Our normalized S. crassipaplis library was first subjected to a one-quarter plate titration run on the 454 GS-FLX machine that yielded 1,512,233 total bases from 5,727 sequence reads that assembled into 554 contigs and 3,182 singletons. Of these contigs and singletons 1,465 were identifiable at an E ≤ 0.001 using BLASTX against the NCBI non-redundant protein database (NR).

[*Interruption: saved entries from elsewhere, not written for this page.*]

use admin_client::config::ConfigError;
use admin_client::error::ApiError;
use admin_client::mutations::MutationError;
use admin_client::validation::FieldErrors;

#[derive(Debug, thiserror::Error)]
pub enum ConsoleError {
    #[error(transparent)]
    Api(#[from] ApiError),

    #[error("invalid input: {0}")]
    Validation(#[from] FieldErrors),

    #[error(transparent)]
    Config(#[from] ConfigError),

    #[error("terminal I/O failed: {0}")]
    Io(#[from] std::io::Error),

    #[error("{0} not found in the current page")]
    NotOnPage(String),
}

impl From<MutationError> for ConsoleError {
    fn from(err: MutationError) -> Self {
        match err {
            MutationError::Validation(fields) => ConsoleError::Validation(fields),
            MutationError::Api(api) => ConsoleError::Api(api),
        }
    }
}
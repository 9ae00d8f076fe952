use reqwest::header::{HeaderMap, HeaderValue, CONTENT_TYPE};
use reqwest::{Method, Response};
use serde::{de::DeserializeOwned, Serialize};
use serde_json::Value;
use url::{form_urlencoded, Url};

use crate::config::Config;
use crate::error::ApiError;

/// Thin wrapper over `reqwest::Client` bound to one API base URL.
///
/// Every failure, whether the request never got an answer or the server
/// answered with a non-2xx status, comes back as an [`ApiError`].
#[derive(Debug, Clone)]
pub struct ApiClient {
    client: reqwest::Client,
    base_url: Url,
    log_errors: bool,
}

impl ApiClient {
    pub fn new(config: &Config) -> Result<Self, ApiError> {
        let mut headers = HeaderMap::new();
        headers.insert(CONTENT_TYPE, HeaderValue::from_static("application/json"));

        let client = reqwest::Client::builder()
            .timeout(config.timeout)
            .default_headers(headers)
            .build()?;

        Ok(Self {
            client,
            base_url: config.api_url.clone(),
            log_errors: config.is_development(),
        })
    }

    /// Resolves `path` below the base URL, keeping any base path prefix.
    pub fn endpoint(&self, path: &str) -> Result<Url, ApiError> {
        let mut url = self.base_url.clone();
        url.path_segments_mut()
            .map_err(|_| ApiError::new(format!("{} cannot be a base URL", self.base_url), None, None))?
            .pop_if_empty()
            .extend(path.split('/').filter(|segment| !segment.is_empty()));
        Ok(url)
    }

    pub async fn get<T: DeserializeOwned>(&self, path: &str, query: &[(&str, String)]) -> Result<T, ApiError> {
        self.request::<T, ()>(Method::GET, path, query, None).await
    }

    pub async fn post<T: DeserializeOwned, B: Serialize + ?Sized>(&self, path: &str, body: &B) -> Result<T, ApiError> {
        self.request(Method::POST, path, &[], Some(body)).await
    }

    pub async fn patch<T: DeserializeOwned, B: Serialize + ?Sized>(&self, path: &str, body: &B) -> Result<T, ApiError> {
        self.request(Method::PATCH, path, &[], Some(body)).await
    }

    pub async fn delete<T: DeserializeOwned>(&self, path: &str) -> Result<T, ApiError> {
        self.request::<T, ()>(Method::DELETE, path, &[], None).await
    }

    pub async fn request<T: DeserializeOwned, B: Serialize + ?Sized>(
        &self,
        method: Method,
        path: &str,
        query: &[(&str, String)],
        body: Option<&B>,
    ) -> Result<T, ApiError> {
        let mut url = self.endpoint(path)?;
        if !query.is_empty() {
            url.set_query(Some(&encode_query(query)));
        }
        tracing::debug!(%method, %url, "API request");

        let mut request = self.client.request(method, url);
        if let Some(body) = body {
            request = request.json(body);
        }

        let result = match request.send().await {
            Ok(response) => Self::read_response(response).await,
            Err(err) => Err(ApiError::from(err)),
        };

        result.map_err(|err| self.report(err))
    }

    async fn read_response<T: DeserializeOwned>(response: Response) -> Result<T, ApiError> {
        let status = response.status();
        if status.is_success() {
            // The server already acted on the request; an unreadable body is final.
            return response
                .json::<T>()
                .await
                .map_err(|err| ApiError::normalize(Some(status.as_u16()), None, &err.to_string()));
        }

        let data = response
            .bytes()
            .await
            .ok()
            .and_then(|body| serde_json::from_slice::<Value>(&body).ok());

        Err(ApiError::normalize(
            Some(status.as_u16()),
            data,
            &format!("Request failed with status code {}", status.as_u16()),
        ))
    }

    fn report(&self, err: ApiError) -> ApiError {
        if self.log_errors {
            tracing::error!(
                message = %err.message,
                status = ?err.status,
                data = ?err.data,
                "API Error"
            );
        }
        err
    }
}

/// `key=value` pairs joined by `&`, with spaces sent as `%20` rather than `+`.
fn encode_query(pairs: &[(&str, String)]) -> String {
    pairs
        .iter()
        .map(|(key, value)| format!("{}={}", encode_component(key), encode_component(value)))
        .collect::<Vec<_>>()
        .join("&")
}

fn encode_component(value: &str) -> String {
    // A literal '+' is already escaped as %2B, so every '+' left is a space.
    form_urlencoded::byte_serialize(value.as_bytes())
        .collect::<String>()
        .replace('+', "%20")
}
//! Bounded exponential-backoff retry for a single request.
//!
//! Delays are `min(1000ms * 2^attempt, 5000ms)` with no jitter. Client
//! errors (4xx other than 429) stop immediately.

use std::future::Future;
use std::time::Duration;

use backoff::future::retry_notify;
use backoff::{ExponentialBackoff, ExponentialBackoffBuilder};

use crate::error::ApiError;

/// Extra attempts after the first one.
pub const DEFAULT_MAX_RETRIES: u32 = 2;

const INITIAL_DELAY: Duration = Duration::from_millis(1000);
const MAX_DELAY: Duration = Duration::from_millis(5000);

#[derive(Debug, Clone, Copy, PartialEq, Eq)]
pub struct RetryPolicy {
    pub max_retries: u32,
    pub initial_delay: Duration,
    pub max_delay: Duration,
}

impl Default for RetryPolicy {
    fn default() -> Self {
        Self::new(DEFAULT_MAX_RETRIES)
    }
}

impl RetryPolicy {
    pub fn new(max_retries: u32) -> Self {
        Self {
            max_retries,
            initial_delay: INITIAL_DELAY,
            max_delay: MAX_DELAY,
        }
    }

    fn backoff(&self) -> ExponentialBackoff {
        ExponentialBackoffBuilder::new()
            .with_initial_interval(self.initial_delay)
            .with_randomization_factor(0.0)
            .with_multiplier(2.0)
            .with_max_interval(self.max_delay)
            .with_max_elapsed_time(None)
            .build()
    }
}

/// Runs `request` until it succeeds, fails with a final error, or the
/// retry budget is spent. The last error is returned unchanged.
pub async fn retry_request<T, F, Fut>(policy: &RetryPolicy, mut request: F) -> Result<T, ApiError>
where
    F: FnMut() -> Fut,
    Fut: Future<Output = Result<T, ApiError>>,
{
    let max_retries = policy.max_retries;
    let mut attempt: u32 = 0;

    retry_notify(
        policy.backoff(),
        || {
            let current = attempt;
            attempt += 1;
            let call = request();
            async move {
                call.await.map_err(|err| {
                    if current >= max_retries || !err.is_retryable() {
                        backoff::Error::permanent(err)
                    } else {
                        backoff::Error::transient(err)
                    }
                })
            }
        },
        |err: ApiError, delay: Duration| {
            tracing::warn!(
                error = %err,
                status = ?err.status,
                delay_ms = delay.as_millis() as u64,
                "Request failed, retrying"
            );
        },
    )
    .await
}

We followed this one-quarter plate preliminary run with a full-plate production run that yielded 72,816,811 total bases from 281,537 sequence reads and combined the results of both runs into a single dataset which was assembled de novo
. Files containing our results are available from the National Center for Biotechnology Information Short Read Archive (accession numbers SRR005065 and SRR006884). After filtering adaptors and low-quality sequences [22
] we were left with 74,329,044 total bases from 207,110 sequence reads with an average length of 241 bases. These data were assembled into 20,995 contigs with a mean length of 332 bp and a range of 30 to 2,958 bp as well as an additional 31,056 singletons for a total of 52,051 high-quality sequences. A file of all assembled contigs and singletons is available from the authors upon request.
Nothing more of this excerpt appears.